◆ Problem to solve: Only the lines from the beginning of the data below through the line that contains "let mean = series.iter().sum::<f64>()" should be repeated, exactly as written.

(Collection entries)
____________
//! Distribution shape and entropy.
//!
//! # Shape
//! Population moments of a series with mean μ and standard deviation σ:
//! - skewness = E[(X - μ)³] / σ³
//! - excess kurtosis = E[(X - μ)⁴] / σ⁴ - 3
//!
//! Both are undefined for fewer than two samples or a constant series.
//!
//! # Entropy
//! Shannon entropy in bits of the source distribution, p_i = count_i / N:
//! H = -Σ p_i log2(p_i). It is 0 for a single source and log2(k) for k
//! sources with equal counts, and undefined when nothing was observed.

use std::fmt;

use serde::Serialize;

/// Skewness and excess kurtosis of a series.
#[derive(Debug, Clone, Copy, PartialEq, Serialize)]
pub struct Shape {
    pub skewness: f64,
    pub excess_kurtosis: f64,
}

/// Two-pass population skewness and excess kurtosis.
pub fn skewness_kurtosis(series: &[f64]) -> Option<Shape> {
    if series.len() < 2 || is_constant(series) {
        return None;
    }

    let n = series.len() as f64;
    let mean = series.iter().sum::<f64>() / n;

    let (m2, m3, m4) = series.iter().fold((0.0, 0.0, 0.0), |(m2, m3, m4), x| {
        let d = x - mean;
        let d2 = d * d;
        (m2 + d2, m3 + d2 * d, m4 + d2 * d2)
    });

    shape_from_central(m2 / n, m3 / n, m4 / n)
}

fn is_constant(series: &[f64]) -> bool {
    series.windows(2).all(|w| w[0] == w[1])
}

fn shape_from_central(m2: f64, m3: f64, m4: f64) -> Option<Shape> {
    if !(m2 > 0.0) {
        return None;
    }

    let shape = Shape {
        skewness: m3 / m2.powf(1.5),
        excess_kurtosis: m4 / (m2 * m2) - 3.0,
    };

    (shape.skewness.is_finite() && shape.excess_kurtosis.is_finite()).then_some(shape)
}

/// Mergeable power sums (count, Σx, Σx², Σx³, Σx⁴) of a series.
///
/// Shards accumulate independently and combine with [`PowerSums::merge`];
/// [`PowerSums::shape`] then yields the same moments as
/// [`skewness_kurtosis`] over the concatenated series, up to rounding.
#[derive(Debug, Clone, Copy, Default, PartialEq)]
pub struct PowerSums {
    pub count: u64,
    pub sum: f64,
    pub sum2: f64,
    pub sum3: f64,
    pub sum4: f64,
    min: Option<f64>,
    max: Option<f64>,
}

impl FromIterator<f64> for PowerSums {
    fn from_iter<I: IntoIterator<Item = f64>>(iter: I) -> Self {
        let mut sums = Self::default();
        for x in iter {
            sums.push(x);
        }
        sums
    }
}

impl PowerSums {
    pub fn push(&mut self, x: f64) {
        let x2 = x * x;
        self.count += 1;
        self.sum += x;
        self.sum2 += x2;
        self.sum3 += x2 * x;
        self.sum4 += x2 * x2;
        self.min = Some(self.min.map_or(x, |m| m.min(x)));
        self.max = Some(self.max.map_or(x, |m| m.max(x)));
    }

    pub fn merge(&mut self, other: &PowerSums) {
        self.count += other.count;
        self.sum += other.sum;
        self.sum2 += other.sum2;
        self.sum3 += other.sum3;
        self.sum4 += other.sum4;
        self.min = match (self.min, other.min) {
            (Some(a), Some(b)) => Some(a.min(b)),
            (a, b) => a.or(b),
        };
        self.max = match (self.max, other.max) {
            (Some(a), Some(b)) => Some(a.max(b)),
            (a, b) => a.or(b),
        };
    }

    pub fn mean(&self) -> Option<f64> {
        (self.count > 0).then(|| self.sum / self.count as f64)
    }

    pub fn shape(&self) -> Option<Shape> {
        if self.count < 2 || self.min == self.max {
            return None;
        }

        let n = self.count as f64;
        let mu = self.sum / n;
        let (e1, e2, e3, e4) = (mu, self.sum2 / n, self.sum3 / n, self.sum4 / n);

        // Central moments from raw moments.
        let m2 = e2 - e1 * e1;
        let m3 = e3 - 3.0 * e1 * e2 + 2.0 * e1.powi(3);
        let m4 = e4 - 4.0 * e1 * e3 + 6.0 * e1 * e1 * e2 - 3.0 * e1.powi(4);

        shape_from_central(m2, m3, m4)
    }
}

/// Shannon entropy (bits) of a distribution given by raw counts.
pub fn shannon_entropy(counts: &[u64]) -> Option<f64> {
    let total: u64 = counts.iter().sum();
    if total == 0 {
        return None;
    }
    let total = total as f64;

    let h: f64 = counts
        .iter()
        .filter(|&&c| c > 0)
        .map(|&c| {
            let p = c as f64 / total;
            -p * p.log2()
        })
        .sum();

    // Normalizes the -0.0 produced by a single source.
    Some(h + 0.0)
}

/// Entropy of the source distribution alongside its maximum.
#[derive(Debug, Clone, Copy, PartialEq, Serialize)]
pub struct EntropyReport {
    pub entropy_bits: Option<f64>,
    pub source_count: usize,
    /// log2 of the number of sources, `None` when there are none.
    pub max_entropy_bits: Option<f64>,
}

impl EntropyReport {
    pub fn from_counts(counts: &[u64]) -> Self {
        let source_count = counts.iter().filter(|&&c| c > 0).count();
        Self {
            entropy_bits: shannon_entropy(counts),
            source_count,
            max_entropy_bits: (source_count > 0).then(|| (source_count as f64).log2()),
        }
    }
}

/// Formats an optional statistic, writing `undefined` for `None`.
pub struct Stat(pub Option<f64>);

impl fmt::Display for Stat {
    fn fmt(&self, f: &mut fmt::Formatter<'_>) -> fmt::Result {
        match self.0 {
            Some(v) => write!(f, "{}", v),
            None => write!(f, "undefined"),
        }
    }
}

#[cfg(test)]
mod tests {
    use super::*;

    #[test]
    fn test_symmetric_series_has_zero_skew() {
        let shape = skewness_kurtosis(&[1.0, 2.0, 3.0, 4.0, 5.0]).unwrap();
        assert!(shape.skewness.abs() < 1e-12);
        // Uniform-like 5 points: m2 = 2, m4 = 6.8 -> 6.8 / 4 - 3 = -1.3
        assert!((shape.excess_kurtosis + 1.3).abs() < 1e-12);
    }

    #[test]
    fn test_right_tail_has_positive_skew() {
        let shape = skewness_kurtosis(&[0.0, 0.0, 0.0, 0.0, 10.0]).unwrap();
        // m2 = 16, m3 = 96 -> 96 / 64 = 1.5
        assert!((shape.skewness - 1.5).abs() < 1e-12);
        let m4 = (4.0 * 16.0 + 8.0f64.powi(4)) / 5.0;
        assert!((shape.excess_kurtosis - (m4 / 256.0 - 3.0)).abs() < 1e-12);
    }

    #[test]
    fn test_shape_undefined_cases() {
        assert_eq!(skewness_kurtosis(&[]), None);
        assert_eq!(skewness_kurtosis(&[4.2]), None);
        assert_eq!(skewness_kurtosis(&[0.1, 0.1, 0.1]), None, "zero variance is undefined");
    }

    #[test]
    fn test_power_sums_merge_matches_two_pass() {
        let series = [0.0, 0.01, 0.5, 0.002, 3.0, 0.0, 0.2, 1.1, 0.07];
        let direct = skewness_kurtosis(&series).unwrap();

        let mut merged = series[..4].iter().copied().collect::<PowerSums>();
        merged.merge(&series[4..].iter().copied().collect::<PowerSums>());
        let combined = merged.shape().unwrap();

        assert_eq!(merged.count, series.len() as u64);
        assert!((combined.skewness - direct.skewness).abs() < 1e-9);
        assert!((combined.excess_kurtosis - direct.excess_kurtosis).abs() < 1e-9);
    }

    #[test]
    fn test_power_sums_constant_and_empty() {
        assert_eq!(PowerSums::default().shape(), None);
        assert_eq!(PowerSums::default().mean(), None);
        assert_eq!([2.0, 2.0, 2.0].iter().copied().collect::<PowerSums>().shape(), None);

        let mut left = [2.0].iter().copied().collect::<PowerSums>();
        left.merge(&PowerSums::default());
        assert_eq!(left.mean(), Some(2.0));
    }

    #[test]
    fn test_entropy_equal_counts() {
        let h = shannon_entropy(&[10, 10, 10, 10]).unwrap();
        assert_eq!(h, 2.0, "4 equal sources must give exactly 2 bits");
    }

    #[test]
    fn test_entropy_single_source_is_zero() {
        let h = shannon_entropy(&[42]).unwrap();
        assert_eq!(h, 0.0);
        assert!(h.is_sign_positive());
    }

    #[test]
    fn test_entropy_empty_is_undefined() {
        assert_eq!(shannon_entropy(&[]), None);
        assert_eq!(shannon_entropy(&[0, 0]), None);
    }

    #[test]
    fn test_entropy_relabeling_invariant() {
        let a = shannon_entropy(&[5, 1, 30, 7]).unwrap();
        let b = shannon_entropy(&[30, 7, 5, 1]).unwrap();
        assert!((a - b).abs() < 1e-12);
        assert!(a < 2.0, "unequal counts stay below log2(k)");
    }

    #[test]
    fn test_entropy_report() {
        let report = EntropyReport::from_counts(&[3, 3]);
        assert_eq!(report.entropy_bits, Some(1.0));
        assert_eq!(report.max_entropy_bits, Some(1.0));
        assert_eq!(report.source_count, 2);

        let empty = EntropyReport::from_counts(&[]);
        assert_eq!(empty.entropy_bits, None);
        assert_eq!(empty.max_entropy_bits, None);
    }

    #[test]
    fn test_stat_display() {
        assert_eq!(Stat(Some(1.5)).to_string(), "1.5");
        assert_eq!(Stat(None).to_string(), "undefined");
    }
}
____________
◆ Exercise answer:
//! Distribution shape and entropy.
//!
//! # Shape
//! Population moments of a series with mean μ and standard deviation σ:
//! - skewness = E[(X - μ)³] / σ³
//! - excess kurtosis = E[(X - μ)⁴] / σ⁴ - 3
//!
//! Both are undefined for fewer than two samples or a constant series.
//!
//! # Entropy
//! Shannon entropy in bits of the source distribution, p_i = count_i / N:
//! H = -Σ p_i log2(p_i). It is 0 for a single source and log2(k) for k
//! sources with equal counts, and undefined when nothing was observed.

use std::fmt;

use serde::Serialize;

/// Skewness and excess kurtosis of a series.
#[derive(Debug, Clone, Copy, PartialEq, Serialize)]
pub struct Shape {
    pub skewness: f64,
    pub excess_kurtosis: f64,
}

/// Two-pass population skewness and excess kurtosis.
pub fn skewness_kurtosis(series: &[f64]) -> Option<Shape> {
    if series.len() < 2 || is_constant(series) {
        return None;
    }

    let n = series.len() as f64;
    let mean = series.iter().sum::<f64>() / n;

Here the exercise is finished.